De gauche à droite, ainsi que sur une photographie, on reconnaît dans ce livre
des morceaux de personnages célèbres mais qui, en fin de compte, ne sont là que
pour contribuer à n'en faire qu'un - ou trois milliards - l'homme
interchangeable et sans nom, comme dans un photomontage ou un portrait-robot :
Mao, Marlene, Oulianov, les Rolling Stones, Ava Gardner, Marlon Brando, Weidman,
Stan Laurel. De pied en cap, cet homme interchangeable et synthétique porte les
signes du temps : lunettes fumées, fils électriques, boots, fards, foulards,
chants, accessoires détournés ou décalés, et surtout sa mort électronique et
industrielle avec son maquillage, sa toilette, sa douceur, sa précision anonyme
: rien de tel que des pièces (et des phrases) rapportées pour aussitôt se
décomposer au ralenti et en silence.
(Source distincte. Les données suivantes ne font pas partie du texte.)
// Format catalog - static mapping from format keys to download options
//
// Mirrors the formats yt-dlp can produce without per-video probing:
// - MP4 at capped resolutions (no ffmpeg needed below "best")
// - Best-quality containers that require stream merging (ffmpeg)
// - Audio-only extraction targets (always ffmpeg)

/// Immutable descriptor for one user-facing format key
#[derive(Debug, Clone, Copy, PartialEq, Eq)]
pub struct FormatDescriptor {
    pub key: &'static str,
    /// Output container extension
    pub container: &'static str,
    /// yt-dlp format selector expression, passed through opaquely
    pub selector: &'static str,
    pub audio_only: bool,
    /// Whether ffmpeg is needed (audio extraction or stream merging)
    pub needs_ffmpeg: bool,
    /// UI display label
    pub label: &'static str,
}

const BEST_AV: &str = "bestvideo+bestaudio/best";
const BEST_AUDIO: &str = "bestaudio/best";

/// The full catalog, in the order formats are offered to users.
/// The first entry doubles as the lenient fallback for unknown keys.
pub const CATALOG: [FormatDescriptor; 13] = [
    FormatDescriptor {
        key: "mp4_best",
        container: "mp4",
        selector: BEST_AV,
        audio_only: false,
        needs_ffmpeg: true,
        label: "MP4 (4K/Best)",
    },
    FormatDescriptor {
        key: "mp4_1080p",
        container: "mp4",
        selector: "bestvideo[height<=1080]+bestaudio/best[height<=1080]",
        audio_only: false,
        needs_ffmpeg: false,
        label: "MP4 (1080p)",
    },
    FormatDescriptor {
        key: "mp4_720p",
        container: "mp4",
        selector: "bestvideo[height<=720]+bestaudio/best[height<=720]",
        audio_only: false,
        needs_ffmpeg: false,
        label: "MP4 (720p)",
    },
    FormatDescriptor {
        key: "mp4_480p",
        container: "mp4",
        selector: "bestvideo[height<=480]+bestaudio/best[height<=480]",
        audio_only: false,
        needs_ffmpeg: false,
        label: "MP4 (480p)",
    },
    FormatDescriptor {
        key: "mp4_360p",
        container: "mp4",
        selector: "bestvideo[height<=360]+bestaudio/best[height<=360]",
        audio_only: false,
        needs_ffmpeg: false,
        label: "MP4 (360p)",
    },
    FormatDescriptor {
        key: "mkv_best",
        container: "mkv",
        selector: BEST_AV,
        audio_only: false,
        needs_ffmpeg: true,
        label: "MKV (Best Quality)",
    },
    FormatDescriptor {
        key: "webm_best",
        container: "webm",
        selector: BEST_AV,
        audio_only: false,
        needs_ffmpeg: true,
        label: "WebM (High Compression)",
    },
    FormatDescriptor {
        key: "mov_best",
        container: "mov",
        selector: BEST_AV,
        audio_only: false,
        needs_ffmpeg: true,
        label: "MOV (Apple Compatible)",
    },
    FormatDescriptor {
        key: "flac",
        container: "flac",
        selector: BEST_AUDIO,
        audio_only: true,
        needs_ffmpeg: true,
        label: "Audio Only - FLAC (Lossless)",
    },
    FormatDescriptor {
        key: "wav",
        container: "wav",
        selector: BEST_AUDIO,
        audio_only: true,
        needs_ffmpeg: true,
        label: "Audio Only - WAV (Lossless)",
    },
    FormatDescriptor {
        key: "m4a",
        container: "m4a",
        selector: BEST_AUDIO,
        audio_only: true,
        needs_ffmpeg: true,
        label: "Audio Only - M4A/AAC",
    },
    FormatDescriptor {
        key: "opus",
        container: "opus",
        selector: BEST_AUDIO,
        audio_only: true,
        needs_ffmpeg: true,
        label: "Audio Only - OPUS",
    },
    FormatDescriptor {
        key: "mp3",
        container: "mp3",
        selector: BEST_AUDIO,
        audio_only: true,
        needs_ffmpeg: true,
        label: "Audio Only - MP3",
    },
];

/// Look up a descriptor by key. Unknown keys fall back to the default
/// (mp4, best video + best audio) rather than failing; callers that
/// want strict validation should check the catalog upstream.
pub fn resolve(key: &str) -> &'static FormatDescriptor {
    CATALOG.iter().find(|d| d.key == key).unwrap_or(&CATALOG[0])
}

/// Whether the format needs ffmpeg. Unknown keys inherit the default
/// descriptor's requirement.
pub fn requires_ffmpeg(key: &str) -> bool {
    resolve(key).needs_ffmpeg
}

/// Display label for a key; unknown keys show as the uppercased key
pub fn display_name(key: &str) -> String {
    match CATALOG.iter().find(|d| d.key == key) {
        Some(d) => d.label.to_string(),
        None => key.to_uppercase(),
    }
}

/// Formats that can actually be produced given ffmpeg availability.
/// Without ffmpeg, merging and audio extraction are off the table.
pub fn available(ffmpeg_available: bool) -> Vec<&'static FormatDescriptor> {
    CATALOG
        .iter()
        .filter(|d| ffmpeg_available || !d.needs_ffmpeg)
        .collect()
}

/// ffmpeg audio quality argument for a key: lossless formats get the
/// best setting ("0"), lossy formats a fixed 192 kbps.
pub fn audio_quality(key: &str) -> &'static str {
    match key {
        "flac" | "wav" => "0",
        _ => "192",
    }
}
De part en part, ce montage-démontage sur
l'impersonnalité tourne autour de ces "éléments étranges qui ne cessent pas
d'entraîner la vie humaine vers une région blafarde", zone commune (fosse
commune) où n'ont plus cours les valeurs de culture, d'intelligence, de style ni
de personne humaine, chaque chose n'étant plus là que pour soi, c'est-à-dire
pour rien. De cette zone innommable, il n'est aujourd'hui, pour nous en donner
un aperçu, que les déchets et pourritures en tous genres.